There Will Never Be a Unified Theory of JFK

by Bill Hayes

In There Will Never Be a Unified Theory of JFK for the New Republic, Stephen Sestanovich reviews three books on Kennedy’s presidency: Camelot’s Court: Inside the Kennedy White House by Robert Dallek, JFK’s Last Hundred Days: The Transformation of a Man and the Emergence of a Great President by Thurston Clarke, and To Move the World: JFK’s Quest for Peace by Jeffrey D. Sachs.

These are very different books, all of them serious and interesting. No matter how much you think you know about the New Frontier, there is plenty to learn from them. As for the inevitable simplifications that occur when we try to neaten up the past — well, half a century after Dallas it is time to get beyond history’s first and second drafts. Perhaps a clearer picture of Kennedy’s aims and achievements would even hold some lessons for another young president who has struggled to develop a coherent foreign policy. If so, Barack Obama could use those lessons now, not fifty years down the road.

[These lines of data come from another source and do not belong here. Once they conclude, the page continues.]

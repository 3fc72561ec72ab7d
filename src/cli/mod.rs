//! CLI layer: argument parsing and command dispatch for the demo binary

pub mod args;
pub mod commands;
pub mod error;
pub mod output;

pub use args::{Cli, Commands, Order};
pub use commands::execute_command;
pub use error::{CliError, CliResult};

There are good reasons, then, to try to understand John Kennedy better. But it is hard to escape the feeling that the new view of him is really an old one. It is closer to Camelot than anything we have heard in years. America’s travails in the 1960s — especially the Vietnam War — seem about to become all Lyndon Johnson’s fault again. In the new view, even some of what went wrong while Kennedy was still president is not quite as much his fault as we used to think. Was his policy, at least in his early years, sometimes too belligerent or provocative? For this, the military and the CIA now take the blame. Was the process of reaching decisions sometimes too secretive, or disorderly, or inconclusive? This, too, can be traced to the president’s lack of confidence in those around him. If the administration often lacked clear direction, it was because Kennedy was trying to neutralize his more trigger-happy advisers.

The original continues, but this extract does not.